Start of Block

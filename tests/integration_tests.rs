use env_logger::{Builder, Env};
use microcoach::{
    artifact, ContentCatalog, Engine, EngineConfig, EngineError, InMemoryPerformanceStore, RecommendRequest,
    RecommendationSource, Trainer,
};
use std::fs;
use std::path::Path;
use std::sync::Arc;
use std::thread;
use tempfile::TempDir;

// Initialize test logger
fn init() {
    let _ = Builder::from_env(Env::default().default_filter_or("warn")).try_init();
}

/// Thirty partners across three product lines. Low loan success rates mean
/// EMI trouble, high ones mean closing trouble.
fn performance_csv() -> String {
    let mut csv = String::from("gp_id,product_type,attempts,successes,last_weak_topic\n");
    let rows: [(u32, &str, u32, u32, &str); 30] = [
        (1, "loan", 10, 2, "emi_calculation"),
        (2, "loan", 11, 1, "emi_calculation"),
        (3, "loan", 12, 3, "emi_calculation"),
        (4, "loan", 10, 0, "emi_calculation"),
        (5, "loan", 11, 2, "emi_calculation"),
        (6, "loan", 12, 1, "emi_calculation"),
        (7, "loan", 10, 3, "emi_calculation"),
        (8, "loan", 11, 0, "emi_calculation"),
        (9, "loan", 10, 9, "loan_closing_technique"),
        (10, "loan", 11, 8, "loan_closing_technique"),
        (11, "loan", 12, 10, "loan_closing_technique"),
        (12, "loan", 10, 8, "loan_closing_technique"),
        (13, "loan", 11, 11, "loan_closing_technique"),
        (14, "loan", 12, 9, "loan_closing_technique"),
        (15, "loan", 10, 10, "loan_closing_technique"),
        (16, "loan", 11, 9, "loan_closing_technique"),
        (17, "insurance", 8, 3, "insurance_claim_process"),
        (18, "insurance", 9, 4, "insurance_claim_process"),
        (19, "insurance", 7, 2, "insurance_claim_process"),
        (20, "insurance", 8, 5, "insurance_claim_process"),
        (21, "insurance", 9, 3, "insurance_claim_process"),
        (22, "insurance", 7, 4, "insurance_claim_process"),
        (23, "insurance", 8, 2, "insurance_claim_process"),
        (24, "credit_card", 15, 6, "credit_card_sales_pitch"),
        (25, "credit_card", 14, 7, "credit_card_sales_pitch"),
        (26, "credit_card", 16, 5, "credit_card_sales_pitch"),
        (27, "credit_card", 15, 8, "credit_card_sales_pitch"),
        (28, "credit_card", 14, 6, "credit_card_sales_pitch"),
        (29, "credit_card", 16, 7, "credit_card_sales_pitch"),
        (30, "credit_card", 15, 5, "credit_card_sales_pitch"),
    ];
    for (id, product, attempts, successes, topic) in rows {
        csv.push_str(&format!("GP{:03},{},{},{},{}\n", id, product, attempts, successes, topic));
    }
    csv
}

fn write_dataset(dir: &Path) -> std::path::PathBuf {
    let path = dir.join("gps_performance.csv");
    fs::write(&path, performance_csv()).unwrap();
    path
}

fn config_for(dir: &TempDir) -> EngineConfig {
    EngineConfig::default()
        .with_data_path(write_dataset(dir.path()))
        .with_model_path(dir.path().join("models").join("weakness_classifier.json"))
}

fn train(config: &EngineConfig) {
    let store = InMemoryPerformanceStore::from_csv_path(&config.data_path).unwrap();
    assert_eq!(store.partner_count(), 30);
    Trainer::builder()
        .with_trees(50)
        .build()
        .unwrap()
        .train_and_save(store.records(), &config.model_path)
        .unwrap();
}

#[test]
fn test_end_to_end_recommendation() -> Result<(), Box<dyn std::error::Error>> {
    init();
    let dir = TempDir::new()?;
    let config = config_for(&dir);
    train(&config);

    let engine = Engine::from_config(&config)?;
    assert!(engine.has_classifier());

    let resolution = engine.recommend("GP001", "loan")?;
    assert_eq!(resolution.source, RecommendationSource::Model);
    assert_eq!(resolution.topic, "emi_calculation");
    let catalog = ContentCatalog::builtin();
    assert_eq!(&resolution.recommendation, catalog.lookup("emi_calculation").unwrap());

    let response = engine.handle(&RecommendRequest::new("GP_UNKNOWN", "insurance")).unwrap();
    assert_eq!(response.video, catalog.lookup("insurance").unwrap().video);

    let resolution = engine.recommend("GP_UNKNOWN", "insurance")?;
    assert_eq!(resolution.source, RecommendationSource::NoRecord);
    Ok(())
}

#[test]
fn test_missing_model_serves_fallbacks() -> Result<(), Box<dyn std::error::Error>> {
    init();
    let dir = TempDir::new()?;
    let config = config_for(&dir);

    let engine = Engine::from_config(&config)?;
    assert!(!engine.has_classifier());

    let resolution = engine.recommend("GP001", "loan")?;
    assert_eq!(resolution.source, RecommendationSource::ModelUnavailable);
    assert_eq!(&resolution.recommendation, ContentCatalog::builtin().lookup("loan").unwrap());
    Ok(())
}

#[test]
fn test_tampered_model_serves_fallbacks() -> Result<(), Box<dyn std::error::Error>> {
    init();
    let dir = TempDir::new()?;
    let config = config_for(&dir);
    train(&config);

    let text = fs::read_to_string(&config.model_path)?;
    let tampered = text.replacen("emi_calculation", "emi_calculatiom", 1);
    assert_ne!(text, tampered);
    fs::write(&config.model_path, tampered)?;
    assert!(!artifact::verify_model(&config.model_path)?);

    let engine = Engine::from_config(&config)?;
    assert!(!engine.has_classifier());
    assert_eq!(
        engine.recommend("GP001", "loan")?.source,
        RecommendationSource::ModelUnavailable
    );
    Ok(())
}

#[test]
fn test_undecodable_model_serves_fallbacks() -> Result<(), Box<dyn std::error::Error>> {
    init();
    let dir = TempDir::new()?;
    let config = config_for(&dir);
    fs::create_dir_all(dir.path().join("models"))?;
    fs::write(&config.model_path, r#"{"truncated": "#)?;

    let engine = Engine::from_config(&config)?;
    assert!(!engine.has_classifier());
    assert_eq!(
        engine.recommend("GP001", "loan")?.source,
        RecommendationSource::ModelUnavailable
    );
    Ok(())
}

#[test]
fn test_schema_mismatch_serves_fallbacks() -> Result<(), Box<dyn std::error::Error>> {
    init();
    let dir = TempDir::new()?;
    let mut config = config_for(&dir);
    train(&config);

    config.feature_schema_version = "product-onehot-counts/v2".to_string();
    let engine = Engine::from_config(&config)?;
    assert!(!engine.has_classifier());
    Ok(())
}

#[test]
fn test_single_label_dataset_writes_no_artifact() -> Result<(), Box<dyn std::error::Error>> {
    init();
    let dir = TempDir::new()?;
    let data = dir.path().join("single.csv");
    let mut csv = String::from("gp_id,product_type,attempts,successes,last_weak_topic\n");
    for i in 0..12 {
        csv.push_str(&format!("GP{:03},loan,10,{},emi_calculation\n", i, i % 5));
    }
    fs::write(&data, csv)?;
    let model_path = dir.path().join("model.json");

    let store = InMemoryPerformanceStore::from_csv_path(&data)?;
    let result = Trainer::builder().build()?.train_and_save(store.records(), &model_path);
    assert!(matches!(result, Err(EngineError::DataError(_))));
    assert!(!model_path.exists());
    Ok(())
}

#[test]
fn test_custom_catalog_file() -> Result<(), Box<dyn std::error::Error>> {
    init();
    let dir = TempDir::new()?;
    let catalog_path = dir.path().join("catalog.json");
    fs::write(
        &catalog_path,
        r#"{
            "__default__": {"video": "https://v/default", "tip": "Listen first.", "next_step": "Ask one more question."},
            "loan": {"video": "https://v/loan", "tip": "Know the rates.", "next_step": "Quote three loans."}
        }"#,
    )?;
    let config = config_for(&dir).with_catalog_path(&catalog_path);

    let engine = Engine::from_config(&config)?;
    assert_eq!(engine.recommend("GP001", "loan")?.recommendation.video, "https://v/loan");
    let unknown = engine.recommend("GP001", "credit_card")?;
    assert!(unknown.used_default_content());
    assert_eq!(unknown.recommendation.video, "https://v/default");
    Ok(())
}

#[test]
fn test_concurrent_requests() -> Result<(), Box<dyn std::error::Error>> {
    init();
    let dir = TempDir::new()?;
    let config = config_for(&dir);
    train(&config);
    let engine = Arc::new(Engine::from_config(&config)?);
    let expected = engine.recommend("GP001", "loan")?;

    let mut handles = vec![];
    for i in 0..8 {
        let engine = Arc::clone(&engine);
        let expected = expected.clone();
        handles.push(thread::spawn(move || {
            for _ in 0..25 {
                let resolution = engine.recommend("GP001", "loan").unwrap();
                assert_eq!(resolution, expected);
                let partner = format!("GP{:03}", 17 + i % 7);
                assert_eq!(
                    engine.recommend(&partner, "insurance").unwrap().source,
                    RecommendationSource::Model
                );
            }
        }));
    }

    for handle in handles {
        handle.join().unwrap();
    }
    Ok(())
}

End of Block

• EXERCISE GOAL
Return all lines in the data that include the word "mean".

• ANSWER
/// Thirty partners across three product lines. Low loan success rates mean
/// EMI trouble, high ones mean closing trouble.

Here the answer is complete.